Marvin Minsky, "The Society of the Mind"...
> I am probably out of date on this but remember reading that the parts of
> the brain where we experience images appears to be completely separate
> from areas where we experience sound and it was a mystery at the time on
> why we seam to experience both phenomena at the same time. Perhaps soul
> quanta ( forgive my thinking I am making up terminology )have an
> essential behavior to enable this apparent sharing the experiences so
> that this is all possible and essential to its dezine.
> Unfortunately this is all mysticism now but one finds no reason to
> assume it will never become science when one figures out what the
> questions are and then dreams up the experiments to actually try.
Finding the areas of the brain excited by external stimuli, then finding
the areas of the brain excited to cause action in the body, will not find
the soul. We are or are not more than the "meat", and experiment cannot do
more than investigate the meat.
...
> Logical questions to ask is why even insects would evolve a nervous
> system that at least appears to responds to experience rather than just
> respond to input the way that todays AI dose. It seams like a reasonable
> speculation that it would provide some advantage and this can eventually
> lead to some decent questions on evolution. A few clues to start is that
> one time I estimated the amount of our DNA involved with creating our
> brains and was surprised how small it appeared to be. 3 billion base
> pares and only 3% is claimed to actually code for anything and of that
> only 25% was involved with the brain or at least as I remember reading
> so I could be wrong. . The required 25.5 base pares can be represented
> by only 2 bits to represent the 4 nucleic acids so it goes down to just
> under 7 megabytes when its converted to bytes of 8 bits each.
>
> Somehow I cant see any way one could have an AI program of only 7
> megabytes to develop the whole range of flexibilitys of a human mind.

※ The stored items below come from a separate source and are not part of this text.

//! Wire-facing data models for the analysis pipeline.

use serde::{Deserialize, Serialize};

use crate::analysis::entities::EntityKind;

/// Reason code carried by a failed terminal frame.
#[derive(Debug, Clone, Copy, PartialEq, Eq, Serialize, Deserialize)]
#[serde(rename_all = "SCREAMING_SNAKE_CASE")]
pub enum FailureCode {
    ConversionFailed,
    ExtractionFailed,
}

/// Named entities recovered from the document, one insertion-ordered,
/// deduplicated list per kind.
#[derive(Debug, Clone, Default, PartialEq, Serialize, Deserialize)]
pub struct EntityGroups {
    pub person: Vec<String>,
    pub organization: Vec<String>,
    pub location: Vec<String>,
}

impl EntityGroups {
    /// Adds a trimmed value, skipping exact duplicates.
    pub fn insert(&mut self, kind: EntityKind, value: &str) {
        let value = value.trim();
        if value.is_empty() {
            return;
        }
        let list = match kind {
            EntityKind::Person => &mut self.person,
            EntityKind::Organization => &mut self.organization,
            EntityKind::Location => &mut self.location,
        };
        if !list.iter().any(|v| v == value) {
            list.push(value.to_string());
        }
    }
}

/// Terminal output of one analysis job.
#[derive(Debug, Clone, PartialEq, Serialize, Deserialize)]
#[serde(rename_all = "camelCase")]
pub struct AnalysisResult {
    /// Ordered as answered; duplicates are preserved.
    pub skills: Vec<String>,
    pub education: String,
    pub entities: EntityGroups,
    /// At most ten advisory strings, in rule-evaluation order.
    pub layout_tips: Vec<String>,
}

/// One frame on a job's progress stream.
///
/// `result` is non-null exactly on the successful terminal frame
/// (`progress == 100`); `error` appears only on a failed terminal frame.
#[derive(Debug, Clone, PartialEq, Serialize, Deserialize)]
pub struct ProgressFrame {
    pub progress: u8,
    pub result: Option<AnalysisResult>,
    #[serde(default, skip_serializing_if = "Option::is_none")]
    pub error: Option<FailureCode>,
}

It should be able to be done with "analog" devices, and with much fewer
elements than 7 meg.
> Its to be noted here that the parts of the DNA that don't appear to code
> for anything could yet prove to be important and I think I herd that its
> now speculated that they control differentianism. I have a feeling and
> more of a guess really that it might prove to be like clock ticks to
> turn off repetitions such as when to stop making a proten when one has
> enough of those type of cells.If these were basically like clock ticks
> they would be very subject to efficient compression giving a much
> smaller size. Someone here please step in and give an educated bit of
> information to my obviously suspect speculations and I haven't had the
> time to look into this more. I am interested.
>
> Could it be that because nature is so good at repatative complexity
> where one makes the same types of cells over and over again, i.e., our
> skeletal structure is made of tiny cells where a cast piece of titanium
> having very little ordered complexity would do as good. Could it be that
> AI would require far to large of a file size and so tax any sort of
> reasonably sized DNA for any sort of AI that could work with the
> flexibility of a mind. So the dezine of a mind is in part due to the
> ease of natures preference in repeating the same complexity over and
> over again and allowing adaption to take care of the rest of the
> complexity . Consciousness might be the result of these factors and
> might even apply for the simplistic insects.
>
> I have often emphasized that knowledge of a question is knowledge.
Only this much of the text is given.